A new takeout service based on Wilmington Island near Savannah is preparing to launch, and will also be dispatched from here. With that addition, Minton expects the center will soon need two dispatchers all the time with three during peak meal times.
She is paying $250 a month for the office space. Approved entrepreneurs will be eligible for the discounted rates for up to two years, after which rents will be market-based, Halaby said.
Video production
Jared Lott, owner of Rustic Image Productions and Broadstead Media Group, has also moved his previously home-based videography and production company into the incubator. He is paying $325 a month for a small office with its own door and no exterior window, the window's absence being much preferred for editing video, he said.
As Rustic Image he does wedding videos. Broadstead Media creates many other types of videos, such as commercials, video promotions for businesses, and niche television. Lott produces outdoor TV shows, particularly about hunting and fishing.

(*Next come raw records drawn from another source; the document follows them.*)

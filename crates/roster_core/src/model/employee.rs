//! Employee domain record.
//!
//! # Responsibility
//! - Define the canonical employee record and its id-less draft.
//! - Tag variant-specific data (`birthDate`, `salary`) explicitly.
//! - Read and write the flat record shape kept in browser storage.
//!
//! # Invariants
//! - `id` is assigned once by the store and never reused in a collection.
//! - `profile` is the only source of truth for which variant a record is.
//! - On the wire the variant is implied by which of `salary` / `birthDate`
//!   is present; `salary` wins when both are.

use serde::de::{self, Visitor};
use serde::{Deserialize, Deserializer, Serialize};
use std::fmt::{Display, Formatter};

/// Stable identifier of one employee record.
///
/// Stored data may carry fractional timestamp ids (`1718000000000.42`); the
/// fraction is dropped on load.
#[derive(Debug, Clone, Copy, Default, PartialEq, Eq, PartialOrd, Ord, Hash, Serialize)]
#[serde(transparent)]
pub struct EmployeeId(u64);

impl EmployeeId {
    pub const fn new(value: u64) -> Self {
        Self(value)
    }

    pub const fn get(self) -> u64 {
        self.0
    }
}

impl From<u64> for EmployeeId {
    fn from(value: u64) -> Self {
        Self(value)
    }
}

impl Display for EmployeeId {
    fn fmt(&self, f: &mut Formatter<'_>) -> std::fmt::Result {
        write!(f, "{}", self.0)
    }
}

impl<'de> Deserialize<'de> for EmployeeId {
    fn deserialize<D: Deserializer<'de>>(deserializer: D) -> Result<Self, D::Error> {
        deserializer.deserialize_any(EmployeeIdVisitor)
    }
}

struct EmployeeIdVisitor;

impl<'de> Visitor<'de> for EmployeeIdVisitor {
    type Value = EmployeeId;

    fn expecting(&self, f: &mut Formatter<'_>) -> std::fmt::Result {
        f.write_str("a non-negative employee id")
    }

    fn visit_u64<E: de::Error>(self, value: u64) -> Result<EmployeeId, E> {
        Ok(EmployeeId(value))
    }

    fn visit_i64<E: de::Error>(self, value: i64) -> Result<EmployeeId, E> {
        u64::try_from(value)
            .map(EmployeeId)
            .map_err(|_| E::invalid_value(de::Unexpected::Signed(value), &self))
    }

    fn visit_f64<E: de::Error>(self, value: f64) -> Result<EmployeeId, E> {
        // `u64::MAX as f64` rounds up to 2^64, which is already out of range.
        if value.is_finite() && value >= 0.0 && value < u64::MAX as f64 {
            Ok(EmployeeId(value.trunc() as u64))
        } else {
            Err(E::invalid_value(de::Unexpected::Float(value), &self))
        }
    }
}

/// Record shape selected by configuration.
#[derive(Debug, Clone, Copy, Default, PartialEq, Eq, Hash, Serialize, Deserialize)]
#[serde(rename_all = "snake_case")]
pub enum SchemaVariant {
    /// Name, contact, department, position and start date only.
    Minimal,
    /// Minimal fields plus a birth date.
    #[default]
    WithBirthDate,
    /// Minimal fields plus a salary amount.
    WithSalary,
}

/// Variant-specific part of an employee record.
///
/// Flattened into the record on the wire.
#[derive(Debug, Clone, PartialEq, Serialize, Deserialize)]
#[serde(try_from = "ProfileFields", into = "ProfileFields")]
pub enum EmployeeProfile {
    Minimal,
    WithBirthDate { birth_date: String },
    WithSalary { salary: f64 },
}

/// Optional top-level keys the profile occupies in a stored record.
#[derive(Debug, Default, Serialize, Deserialize)]
#[serde(rename_all = "camelCase")]
struct ProfileFields {
    #[serde(default, skip_serializing_if = "Option::is_none")]
    birth_date: Option<String>,
    #[serde(default, skip_serializing_if = "Option::is_none")]
    salary: Option<SalaryValue>,
}

/// Salary as written by form inputs: a number or its text.
#[derive(Debug, Serialize, Deserialize)]
#[serde(untagged)]
enum SalaryValue {
    Number(f64),
    Text(String),
}

impl TryFrom<ProfileFields> for EmployeeProfile {
    type Error = String;

    fn try_from(fields: ProfileFields) -> Result<Self, Self::Error> {
        match (fields.salary, fields.birth_date) {
            (Some(SalaryValue::Number(salary)), _) => Ok(Self::WithSalary { salary }),
            (Some(SalaryValue::Text(text)), _) => text
                .trim()
                .parse::<f64>()
                .map(|salary| Self::WithSalary { salary })
                .map_err(|_| format!("salary `{text}` is not a number")),
            (None, Some(birth_date)) => Ok(Self::WithBirthDate { birth_date }),
            (None, None) => Ok(Self::Minimal),
        }
    }
}

impl From<EmployeeProfile> for ProfileFields {
    fn from(profile: EmployeeProfile) -> Self {
        match profile {
            EmployeeProfile::Minimal => Self::default(),
            EmployeeProfile::WithBirthDate { birth_date } => Self {
                birth_date: Some(birth_date),
                salary: None,
            },
            EmployeeProfile::WithSalary { salary } => Self {
                birth_date: None,
                salary: Some(SalaryValue::Number(salary)),
            },
        }
    }
}

impl EmployeeProfile {
    pub fn variant(&self) -> SchemaVariant {
        match self {
            Self::Minimal => SchemaVariant::Minimal,
            Self::WithBirthDate { .. } => SchemaVariant::WithBirthDate,
            Self::WithSalary { .. } => SchemaVariant::WithSalary,
        }
    }

    pub fn birth_date(&self) -> Option<&str> {
        match self {
            Self::WithBirthDate { birth_date } => Some(birth_date.as_str()),
            _ => None,
        }
    }

    pub fn salary(&self) -> Option<f64> {
        match self {
            Self::WithSalary { salary } => Some(*salary),
            _ => None,
        }
    }
}

/// Employee data before an id has been assigned.
///
/// Produced by a successful form submission for new records.
#[derive(Debug, Clone, PartialEq, Serialize, Deserialize)]
#[serde(rename_all = "camelCase")]
pub struct EmployeeDraft {
    pub first_name: String,
    pub last_name: String,
    pub email: String,
    pub phone: String,
    /// Raw department value from the department catalog.
    pub department: String,
    pub position: String,
    /// ISO-8601 date (`YYYY-MM-DD`).
    pub start_date: String,
    #[serde(flatten)]
    pub profile: EmployeeProfile,
}

/// Canonical employee record held by the store.
#[derive(Debug, Clone, PartialEq, Serialize, Deserialize)]
#[serde(rename_all = "camelCase")]
pub struct Employee {
    pub id: EmployeeId,
    pub first_name: String,
    pub last_name: String,
    pub email: String,
    pub phone: String,
    pub department: String,
    pub position: String,
    pub start_date: String,
    #[serde(flatten)]
    pub profile: EmployeeProfile,
}

impl Employee {
    /// Builds a record from a draft and an already-assigned id.
    pub fn from_draft(id: EmployeeId, draft: EmployeeDraft) -> Self {
        Self {
            id,
            first_name: draft.first_name,
            last_name: draft.last_name,
            email: draft.email,
            phone: draft.phone,
            department: draft.department,
            position: draft.position,
            start_date: draft.start_date,
            profile: draft.profile,
        }
    }

    /// Returns every field except `id`.
    pub fn to_draft(&self) -> EmployeeDraft {
        EmployeeDraft {
            first_name: self.first_name.clone(),
            last_name: self.last_name.clone(),
            email: self.email.clone(),
            phone: self.phone.clone(),
            department: self.department.clone(),
            position: self.position.clone(),
            start_date: self.start_date.clone(),
            profile: self.profile.clone(),
        }
    }

    /// `"first last"`, used by search, notices and the delete dialog.
    pub fn display_name(&self) -> String {
        format!("{} {}", self.first_name, self.last_name)
            .trim()
            .to_string()
    }

    pub fn variant(&self) -> SchemaVariant {
        self.profile.variant()
    }
}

He is his only full-time, really more "double full-time" employee, he said. Lott works with three freelancers in the area and calls on other freelance videographers across the country as needed, he said, mentioning Colorado, Kansas and South Carolina as places he has shot video.
"But this is our home base, right here," Lott said.
He produced videos occasionally beginning in 2009, but went full-time about a year and a half ago. He was one of the first entrepreneurs to move into the Innovation Incubator, two months ago. It offers downtown foot traffic and gets him out of the house, and Lott likes being part of revitalizing downtown, he said.
"This is a great opportunity for Georgia Southern to do something like this for young entrepreneurs, young businesses that can't really afford to spend thousands of dollars a month on rent," Lott said.
So far, the other businesses that have secured space in the incubator are CBA Flooring Company, owned by Larry Lester, and the 1040 Tax Shop.
Advice available
But Jill Johns, employed since August 2015 as part-time business advisor for the Innovation Incubator's clients, said they outnumber those now in the building and those who have applied for space. She is working with about 30 entrepreneurs in various stages of their business journey.
Johns describes herself as "a recovering corporate executive." After 15 years working for corporations, she left and founded a magazine, Home Advantage, once distributed to 50,000 homes in Chatham, Bryan and Effingham counties.
But a breast cancer diagnosis convinced her the magazine wasn't really what she wanted to do with her life, either. Since selling Home Advantage, Johns has taken up other adventures, teaching laughter yoga, serving as a life coach, and arranging corporate retreats and retreats for other breast cancer survivors.
"Now I too am a serial entrepreneur," Johns said. "I've started and sold businesses and started multiple ventures myself. So I'm one of them. I advise people like me."